The UA recommends the first option over the second because it prioritizes seniors’ ability to complete degree requirements such as lab classes, allows all undergraduates to have an on-campus experience, preserves MIT community within class year, and would result in fewer deferrals and leaves of absence. While the option is “not ideal for students in lab-heavy majors,” it provides greater “overall value to the student body,” the UA wrote.
The UA wrote that the second option “greatly improves the quality of education for students with lab and project based classes” and “addresses the academic inequity between majors” that require in-person physical resources and those that do not. However, some students may “game the system” by changing their major or enrolling in lab courses to return to campus. This option also prevents first year students, most of whom don’t take lab classes, from forming connections with the MIT community.
The UA wrote that MIT administrators should “develop a clear list of guidelines determining qualifications allowing a student to remain in” on-campus emergency housing in the fall, even if the semester is held remotely. Qualifications could include “financial burden,” “lack of access to adequate educational resources” at home, “mental health and access to Student Support Services,” “safety of home life,” and the necessity of international travel to get home, the UA wrote.
The UA wrote that MIT administrators’ recent projection that roughly 500 students will remain on campus due to need is “reasonable,” but “MIT must be flexible and prepared to increase this number if necessary.”
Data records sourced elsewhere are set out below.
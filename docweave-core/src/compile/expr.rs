//! Expression Identifier Scanner
//!
//! Extracts the names a scalar expression reads from. The scanner is a
//! single-pass lexer, not a parser: it only needs to tell value references
//! apart from everything else.
//!
//! An identifier is skipped when it is:
//!
//! - inside a string literal
//! - a property after `.` (`datum.price` reads `datum`, not `price`)
//! - an object literal key (`{label: x}` reads `x`)
//! - a built-in constant or keyword (`PI`, `true`, `datum`)
//! - the callee of a call to a built-in function (`max(a, b)`)
//!
//! A built-in function name that is *not* called is still a reference, and a
//! call to an unknown function counts its callee as a reference.

/// Functions provided by the expression engine.
pub const BUILTIN_FUNCTIONS: &[&str] = &[
    "abs", "acos", "asin", "atan", "atan2", "ceil", "clamp", "cos", "exp", "floor", "hypot",
    "log", "max", "min", "pow", "random", "round", "sin", "sqrt", "tan", "isArray",
    "isBoolean", "isDate", "isDefined", "isNumber", "isObject", "isRegExp", "isString",
    "isValid", "isNaN", "isFinite", "toBoolean", "toDate", "toNumber", "toString", "if",
    "indexof", "lastindexof", "length", "join", "reverse", "slice", "sort", "span", "extent",
    "sequence", "peek", "pad", "lower", "upper", "trim", "truncate", "replace", "split",
    "substring", "parseFloat", "parseInt", "format", "timeFormat", "timeParse", "utcFormat",
    "utcParse", "now", "datetime", "date", "day", "dayofyear", "year", "quarter", "month",
    "week", "hours", "minutes", "seconds", "milliseconds", "time", "timezoneoffset",
    "utc", "regexp", "test", "data", "indata", "merge", "inrange",
];

/// Names that never refer to a document variable.
pub const BUILTIN_CONSTANTS: &[&str] = &[
    "NaN", "Infinity", "E", "LN2", "LN10", "LOG2E", "LOG10E", "PI", "SQRT1_2", "SQRT2",
    "MIN_VALUE", "MAX_VALUE", "true", "false", "null", "undefined", "datum", "event", "item",
    "parent", "this", "typeof", "in", "new",
];

fn is_ident_start(c: char) -> bool {
    c.is_alphabetic() || c == '_' || c == '$'
}

fn is_ident_continue(c: char) -> bool {
    c.is_alphanumeric() || c == '_' || c == '$'
}

/// Return the free identifiers of `expression`, deduplicated, in first-use
/// order.
pub fn scan_identifiers(expression: &str) -> Vec<String> {
    let chars: Vec<char> = expression.chars().collect();
    let mut found: Vec<String> = Vec::new();
    // Open brackets, innermost last. Used to recognise object keys.
    let mut brackets: Vec<char> = Vec::new();
    // Last significant (non-whitespace) character seen outside literals.
    let mut previous: Option<char> = None;
    let mut i = 0;

    while i < chars.len() {
        let c = chars[i];

        if c.is_whitespace() {
            i += 1;
            continue;
        }

        if c == '"' || c == '\'' || c == '`' {
            i = skip_string(&chars, i);
            previous = Some(c);
            continue;
        }

        if c.is_ascii_digit() || (c == '.' && chars.get(i + 1).is_some_and(|n| n.is_ascii_digit())) {
            // Numbers, including exponents and hex digits.
            while i < chars.len() && (is_ident_continue(chars[i]) || chars[i] == '.') {
                i += 1;
            }
            previous = Some('0');
            continue;
        }

        if is_ident_start(c) {
            let start = i;
            while i < chars.len() && is_ident_continue(chars[i]) {
                i += 1;
            }
            let word: String = chars[start..i].iter().collect();
            let next = next_significant(&chars, i);

            let is_property = previous == Some('.') && !is_spread(&chars, start);
            let is_key = next == Some(':')
                && matches!(previous, Some('{') | Some(','))
                && brackets.last() == Some(&'{');
            let is_builtin_call =
                next == Some('(') && BUILTIN_FUNCTIONS.contains(&word.as_str());
            let is_constant = BUILTIN_CONSTANTS.contains(&word.as_str());

            if !(is_property || is_key || is_builtin_call || is_constant) && !found.contains(&word) {
                found.push(word);
            }
            previous = Some('a');
            continue;
        }

        match c {
            '(' | '[' | '{' => brackets.push(c),
            ')' | ']' | '}' => {
                brackets.pop();
            }
            _ => {}
        }
        previous = Some(c);
        i += 1;
    }

    found
}

/// Skip a string literal starting at `start`, returning the index after the
/// closing quote (or the end of input if unterminated).
fn skip_string(chars: &[char], start: usize) -> usize {
    let quote = chars[start];
    let mut i = start + 1;
    while i < chars.len() {
        match chars[i] {
            '\\' => i += 2,
            c if c == quote => return i + 1,
            _ => i += 1,
        }
    }
    chars.len()
}

fn next_significant(chars: &[char], from: usize) -> Option<char> {
    chars[from..].iter().copied().find(|c| !c.is_whitespace())
}

/// Whether the identifier at `start` follows a `...` spread operator.
fn is_spread(chars: &[char], start: usize) -> bool {
    let before: Vec<char> = chars[..start]
        .iter()
        .rev()
        .copied()
        .filter(|c| !c.is_whitespace())
        .take(3)
        .collect();
    before == ['.', '.', '.']
}
impl SignalBus {
    pub fn new(config: BusConfig) -> Self {
        let (inbox_tx, inbox_rx) = mpsc::unbounded_channel();
        Self {
            config,
            state: RwLock::new(BusState::Registering),
            peers: RwLock::new(IndexMap::new()),
            registry: RwLock::new(SignalRegistry::new()),
            routing: RwLock::new(HashMap::new()),
            shared: RwLock::new(HashMap::new()),
            failure_handler: None,
            inbox_tx,
            inbox_rx: Mutex::new(inbox_rx),
        }
    }

    /// Install the handler that receives peer failures.
    pub fn with_failure_handler<F>(mut self, handler: F) -> Self
    where
        F: Fn(&PeerFailure) + Send + Sync + 'static,
    {
        self.failure_handler = Some(Arc::new(handler));
        self
    }

    pub fn config(&self) -> &BusConfig {
        &self.config
    }

    pub fn state(&self) -> BusState {
        *self.state.read()
    }

    /// Register a peer and merge its initial signals into the registry.
    pub fn register_peer(&self, peer: Arc<dyn Peer>) -> Result<(), BusError> {
        let id = peer.id().clone();
        if self.state() != BusState::Registering {
            return Err(BusError::NotAcceptingPeers(id.to_string()));
        }

        let mut peers = self.peers.write();
        if peers.contains_key(&id) {
            return Err(BusError::DuplicatePeer(id.to_string()));
        }

        let signals = peer.initial_signals();
        {
            let mut registry = self.registry.write();
            for signal in &signals {
                registry.declare(&id, signal);
            }
        }

        let capabilities = peer.capabilities();
        debug!(peer = %id, signals = signals.len(), ?capabilities, "peer registered");

        peers.insert(
            id,
            PeerEntry {
                peer,
                capabilities,
                interests: signals.into_iter().map(|s| s.name).collect(),
            },
        );
        Ok(())
    }

    /// Deliver the initial state, compute routing and start listening.
    pub async fn begin_listening(&self) -> Result<(), BusError> {
        {
            let mut state = self.state.write();
            if *state != BusState::Registering {
                return Err(BusError::AlreadyListening);
            }
            *state = BusState::Distributing;
        }

        let peers = self.peer_snapshot();
        let initial = self.registry.read().snapshot();
        debug!(peers = peers.len(), signals = initial.len(), "initial distribution");

        let mut turn = BroadcastTurn::new(self);
        for (id, peer, capabilities) in &peers {
            if !capabilities.contains(PeerCapabilities::RECEIVE) {
                continue;
            }
            if let Err(err) = peer.receive_batch(initial.clone(), None, &mut turn).await {
                self.report(id, PeerPhase::Receive, err);
            }
        }
        self.settle(&peers).await;

        let (routing, shared) = self.compute_routing();
        debug!(routed_peers = routing.len(), listening_peers = shared.len(), "routing computed");
        *self.routing.write() = routing;
        *self.shared.write() = shared;

        for (id, peer, capabilities) in &peers {
            let signals = self.shared.read().get(id).cloned();
            let Some(signals) = signals else {
                continue;
            };
            if !capabilities.contains(PeerCapabilities::LISTEN) {
                continue;
            }
            if let Err(err) = peer.begin_listening(&signals).await {
                self.report(id, PeerPhase::Listen, err);
            }
        }

        *self.state.write() = BusState::Active;

        let startup = self.drain_inbox().await;
        debug!(startup_broadcasts = startup, "bus listening");
        Ok(())
    }

    /// Route `batch` from `origin` as an outermost broadcast, then settle.
    ///
    /// Batches peers queued on the inbox while settling (an engine reporting
    /// derived values) are broadcast before this returns, so shared signals
    /// are consistent once the call completes.
    pub async fn broadcast(&self, origin: impl Into<PeerId>, batch: Batch) -> BroadcastOutcome {
        let outcome = self.outermost(origin.into(), batch).await;
        if outcome != BroadcastOutcome::Inactive {
            self.drain_inbox().await;
        }
        outcome
    }

    /// One turn: route, commit and settle. Never touches the inbox.
    async fn outermost(&self, origin: PeerId, batch: Batch) -> BroadcastOutcome {
        let mut turn = BroadcastTurn::new(self);
        let outcome = self.route(&mut turn, origin, batch).await;

        let settle = match outcome {
            BroadcastOutcome::Inactive => false,
            BroadcastOutcome::Unrouted => self.config.settle_unrouted,
            BroadcastOutcome::Routed { .. } => true,
        };
        if settle {
            let peers = self.peer_snapshot();
            self.settle(&peers).await;
        }
        outcome
    }

    /// Route and commit one batch within `turn`. Never settles.
    pub(crate) async fn route(
        &self,
        turn: &mut BroadcastTurn<'_>,
        origin: PeerId,
        batch: Batch,
    ) -> BroadcastOutcome {
        if !self.state().is_active() {
            warn!(origin = %origin, signals = batch.len(), "broadcast on inactive bus ignored");
            return BroadcastOutcome::Inactive;
        }

        if turn.is_broadcasting(&origin) {
            warn!(origin = %origin, depth = turn.depth(), "peer re-entered its own broadcast");
        } else if turn.depth() > 0 {
            debug!(origin = %origin, depth = turn.depth(), "nested broadcast");
        }

        turn.push(origin.clone());
        if turn.depth() > self.config.chain_warning_depth {
            warn!(
                origin = %origin,
                depth = turn.depth(),
                limit = self.config.chain_warning_depth,
                "broadcast chain is unusually deep"
            );
        }

        let dependents: Dependents = self.routing.read().get(&origin).cloned().unwrap_or_default();
        let mut deliveries = 0;

        for target in &dependents {
            let delivery = {
                let peers = self.peers.read();
                peers.get(target).map(|entry| {
                    let registry = self.registry.read();
                    let sub_batch: Batch = batch
                        .iter()
                        .filter(|(name, value)| {
                            entry.interests.contains(*name) && registry.differs(name, value)
                        })
                        .map(|(name, value)| (name.to_string(), value.clone()))
                        .collect();
                    (entry.peer.clone(), entry.capabilities, sub_batch)
                })
            };

            let Some((peer, capabilities, sub_batch)) = delivery else {
                warn!(origin = %origin, peer = %target, "routing miss, peer no longer registered");
                continue;
            };
            if !capabilities.contains(PeerCapabilities::RECEIVE) || sub_batch.is_empty() {
                trace!(origin = %origin, peer = %target, "nothing to deliver");
                continue;
            }

            trace!(origin = %origin, peer = %target, signals = sub_batch.len(), "delivering");
            if let Err(err) = peer.receive_batch(sub_batch, Some(&origin), turn).await {
                self.report(target, PeerPhase::Receive, err);
            }
            deliveries += 1;
        }

        turn.pop();
        self.registry.write().commit(&batch);

        if dependents.is_empty() {
            BroadcastOutcome::Unrouted
        } else {
            BroadcastOutcome::Routed { deliveries }
        }
    }

    /// Stop routing. Peers are left alive; destroying them is the caller's
    /// job.
    pub fn deactivate(&self) {
        self.registry.write().clear_deps();
        self.routing.write().clear();
        self.shared.write().clear();
        *self.state.write() = BusState::Inactive;
        debug!("bus deactivated");
    }

    /// Forget a peer. Routes that still name it become routing misses.
    pub fn retire_peer(&self, id: &str) -> Option<Arc<dyn Peer>> {
        self.peers.write().shift_remove(id).map(|entry| entry.peer)
    }

    /// Handle for queueing broadcasts from outside a turn.
    pub fn sender(&self) -> BroadcastSender {
        BroadcastSender::new(self.inbox_tx.clone())
    }

    /// Run every queued envelope as its own turn, including envelopes queued
    /// by those turns. Returns how many were processed.
    pub async fn drain_inbox(&self) -> usize {
        let mut processed = 0;
        loop {
            let next = self.inbox_rx.lock().try_recv().ok();
            let Some(envelope) = next else {
                break;
            };
            self.outermost(envelope.origin, envelope.batch).await;
            processed += 1;
            if processed == self.config.chain_warning_depth + 1 {
                warn!(
                    processed,
                    limit = self.config.chain_warning_depth,
                    "inbox keeps refilling, peers may be echoing each other"
                );
            }
        }
        processed
    }

    /// The committed value of a signal.
    pub fn signal_value(&self, name: &str) -> Option<SignalValue> {
        self.registry.read().get(name).map(|entry| entry.to_signal_value())
    }

    /// Every committed value.
    pub fn signal_snapshot(&self) -> Batch {
        self.registry.read().snapshot()
    }

    /// Ask a peer for its own view of a signal.
    pub fn peer_signal_value(&self, peer: &str, name: &str) -> Option<Value> {
        let peer = {
            let peers = self.peers.read();
            let entry = peers.get(peer)?;
            if !entry.capabilities.contains(PeerCapabilities::CURRENT_VALUE) {
                return None;
            }
            entry.peer.clone()
        };
        peer.current_signal_value(name)
    }

    /// Signals `peer` shares with other peers. Empty until routing is
    /// computed.
    pub fn shared_signals(&self, peer: &str) -> Vec<SharedSignal> {
        self.shared.read().get(peer).cloned().unwrap_or_default()
    }

    /// Peers notified when `peer` broadcasts, in delivery order.
    pub fn dependents(&self, peer: &str) -> Vec<PeerId> {
        self.routing
            .read()
            .get(peer)
            .map(|deps| deps.to_vec())
            .unwrap_or_default()
    }

    /// Registered peer ids, in registration order.
    pub fn peer_ids(&self) -> Vec<PeerId> {
        self.peers.read().keys().cloned().collect()
    }

    fn peer_snapshot(&self) -> PeerSnapshot {
        self.peers
            .read()
            .iter()
            .map(|(id, entry)| (id.clone(), entry.peer.clone(), entry.capabilities))
            .collect()
    }

    /// For every signal shared by more than one peer, each owner must notify
    /// every other owner. Dependents are ordered by registration.
    fn compute_routing(&self) -> (HashMap<PeerId, Dependents>, HashMap<PeerId, Vec<SharedSignal>>) {
        let peers = self.peers.read();
        let registry = self.registry.read();

        let mut routing: HashMap<PeerId, Dependents> = HashMap::new();
        let mut shared: HashMap<PeerId, Vec<SharedSignal>> = HashMap::new();

        for (name, entry) in registry.shared() {
            for owner in entry.deps() {
                shared.entry(owner.clone()).or_default().push(SharedSignal {
                    name: name.to_string(),
                    is_data: entry.is_data(),
                });

                let dependents = routing.entry(owner.clone()).or_default();
                for other in entry.deps() {
                    if other != owner && !dependents.contains(other) {
                        dependents.push(other.clone());
                    }
                }
            }
        }

        for dependents in routing.values_mut() {
            dependents.sort_by_key(|id| peers.get_index_of(id).unwrap_or(usize::MAX));
        }

        (routing, shared)
    }

    async fn settle(&self, peers: &PeerSnapshot) {
        for (id, peer, capabilities) in peers {
            if !capabilities.contains(PeerCapabilities::SETTLE) {
                continue;
            }
            if let Err(err) = peer.broadcast_complete().await {
                self.report(id, PeerPhase::Settle, err);
            }
        }
    }

    fn report(&self, peer_id: &PeerId, phase: PeerPhase, err: PeerError) {
        error!(peer = %peer_id, phase = %phase, error = %err, "peer hook failed");
        if let Some(handler) = &self.failure_handler {
            handler(&PeerFailure {
                peer_id: peer_id.to_string(),
                phase,
                error: err,
            });
        }
    }
}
The UA wrote that MIT’s “primary goals” should include “preserving the quality of the academic experience”; “providing a viable and equitable population strategy”; “designing a depopulation strategy in the event of a second wave” of COVID-19; “optimizing the quality of the social and living experience”; “prioritizing health and welfare” of the MIT, Boston, and Cambridge communities; and “providing flexibility in fall options that is fair socially and academically.”
The UA additionally acknowledged that “restrictions on social distancing will limit the benefits of being on campus,” including social life and extracurriculars. MIT’s plan to repopulate campus should address the concerns of student clubs, fraternities, sororities, and athletic teams, the UA wrote.
The UA wrote that if the campus must be depopulated due to a second wave of COVID-19, the depopulation “should be planned as staggered departures from campus, and students should be given as much lead time as possible” when informed that they will need to leave. The UA suggested that administrators should give updates “on the status of campus safety” through the MIT Medical Patient Newsletter or MIT Forward.
The UA wrote that “MIT has historically been ineffective in providing adequate support to students during a leave of absence.” Administrators should develop “rigorous plans to support students taking leave” because the Institute “is likely to see the highest rates of deferral in its history” in the upcoming academic year, the UA wrote.
In MIT’s May 2020 Remote Experience Survey, 53% of student respondents indicated that they would “rather take a semester off than try to do it via remote learning.”
Additionally, 70% of student respondents indicated that they “had a difficult time learning in this new, self-directed environment,” and 64% indicated that “distractions” in their living arrangement “made it difficult to learn” during the spring semester. Only 42% of student respondents indicated that “class sessions held on Zoom or similar technology were effective” for learning.
The UA wrote that MIT administrators should consider student input before deciding on the fall term’s grading policy.